Tuesday, July 14, 2009

Budget Reactions- Mr. Harpal Singh (Chairman- Impact Group, Chairman- CII Northern Region, Mentor & Chairman- Emiritus Fortis Healthcare Limited)

 

Hi!
 
Please find attached herewith my mail and given below the budget reactions from Mr. Harpal Singh (Chairman- Impact Group, Chairman- CII Northern Region, Mentor & Chairman- Emiritus Fortis Healthcare Limited)
 
 
 
 
 
Thanks & Regards
 
Archana Surya
Senior Associate
Lexicon Public Relations & Corporate Consultants Limited.
(A Fleishman-Hillard International Communications Affiliate)
14-Community Centre, East of Kailash
New Delhi-110065

 

 

Budget Reaction

A balanced Budget

 

Text Box: Mr. Harpal Singh
(Chairman- Impact Group, Chairman- CII Northern Region, Mentor & Chairman- Emiritus Fortis Healthcare Limited)
The Budget this year appears to be a balanced one with the thrust on inclusive growth. Government has decided to keep the fiscal measures going for stimulating the economy.
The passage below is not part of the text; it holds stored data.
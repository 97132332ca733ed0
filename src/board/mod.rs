//! Rules-engine seam. The engine never implements chess rules itself; it talks
//! to a backend through [`ChessRules`]. [`cozy::Position`] is the default backend.

pub mod cozy;

use std::fmt;

pub use cozy_chess::{Color, File, Piece, Rank, Square};

use crate::error::Result;

pub use cozy::Position;

#[derive(Debug, Clone, Copy, PartialEq, Eq, Hash, Default)]
pub struct MoveFlags {
    pub castle_kingside: bool,
    pub castle_queenside: bool,
    pub en_passant: bool,
    pub double_push: bool,
}

/// A legal move as produced by a rules backend. For castling `to` is the
/// king's destination square (g1/c1/g8/c8), not the rook.
#[derive(Debug, Clone, Copy, PartialEq, Eq, Hash)]
pub struct ChessMove {
    pub from: Square,
    pub to: Square,
    pub piece: Piece,
    pub color: Color,
    pub captured: Option<Piece>,
    pub promotion: Option<Piece>,
    pub flags: MoveFlags,
}

impl ChessMove {
    pub fn is_capture(&self) -> bool { self.captured.is_some() }

    pub fn is_castle(&self) -> bool { self.flags.castle_kingside || self.flags.castle_queenside }

    /// Long algebraic (UCI) form, e.g. `e2e4`, `e7e8q`, `e1g1`.
    pub fn uci(&self) -> String {
        match self.promotion {
            Some(p) => format!("{}{}{}", self.from, self.to, piece_char(p)),
            None => format!("{}{}", self.from, self.to),
        }
    }
}

impl fmt::Display for ChessMove {
    fn fmt(&self, f: &mut fmt::Formatter<'_>) -> fmt::Result { f.write_str(&self.uci()) }
}

pub fn piece_char(piece: Piece) -> char {
    match piece {
        Piece::Pawn => 'p',
        Piece::Knight => 'n',
        Piece::Bishop => 'b',
        Piece::Rook => 'r',
        Piece::Queen => 'q',
        Piece::King => 'k',
    }
}

/// Capability set the engine needs from a chess rules backend.
///
/// Positions are treated as values: search and analysis clone a position and
/// [`play`](ChessRules::play) on the clone, so a caller's position is never
/// mutated by the engine.
pub trait ChessRules: Clone + Send + 'static {
    fn startpos() -> Self;
    /// Fails with [`EngineError::InvalidFen`](crate::error::EngineError::InvalidFen) on malformed input.
    fn from_fen(fen: &str) -> Result<Self>;
    fn fen(&self) -> String;

    fn side_to_move(&self) -> Color;
    fn piece_at(&self, sq: Square) -> Option<(Color, Piece)>;
    /// True if any piece of `by` attacks `sq`, ignoring pins.
    fn is_attacked(&self, sq: Square, by: Color) -> bool;

    fn legal_moves(&self) -> Vec<ChessMove>;
    fn legal_move_count(&self) -> usize;
    fn play(&mut self, mv: &ChessMove) -> Result<()>;
    /// Standard algebraic notation for a legal move of this position.
    fn san(&self, mv: &ChessMove) -> String;

    fn is_check(&self) -> bool;
    fn is_checkmate(&self) -> bool;
    fn is_stalemate(&self) -> bool;
    /// Stalemate, fifty-move rule, threefold repetition or insufficient material.
    fn is_draw(&self) -> bool;

    fn is_game_over(&self) -> bool { self.is_checkmate() || self.is_draw() }

    fn find_uci(&self, uci: &str) -> Option<ChessMove> {
        self.legal_moves().into_iter().find(|m| m.uci() == uci)
    }

    fn child(&self, mv: &ChessMove) -> Result<Self> {
        let mut next = self.clone();
        next.play(mv)?;
        Ok(next)
    }
}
The Plan expenditure is higher by Rs 40,000 crore than what was mentioned in the interim Budget earlier. If we are lucky and have adequate monsoon, the Government's efforts may yield good harvest for the economy. The challenge for the Government would be to contain the Fiscal deficit which is set to reach 6.8% of GDP (around Rs 4 lakh crore) and return to the provisions of FRBM as soon as possible.

 

Allocations and spending in the rural economy through initiatives like enhanced allocation to NREGS, Bharat Nirman & PMGSY will not only work for the upliftment of the rural areas but will also help in the overall GDP growth of the country as the rural economy is unaffected by the global crisis. Increased spending on infrastructure will ensure liquidity in the market without increasing the fiscal deficit of the Government considerably.

 

On taxation front, the Government has done a commendable job by not increasing taxes despite such rigid fiscal conditions. Extension of Sunset clause is a welcome step considering IT Service industry is the key to India's GDP.

 

Extension of weighted deduction on R&D expenses in manufacturing will help in promoting innovation. Reduction in customs duty on various consumer goods will boost private consumption.

 

Increase in MAT, no increase in IT exemption for home loan interest and no headway on the divestment front were some of the disappointments. However, one cannot get everything from the Budget. There are constraints which the government has to deal with and given the current circumstances, this is a decent Budget.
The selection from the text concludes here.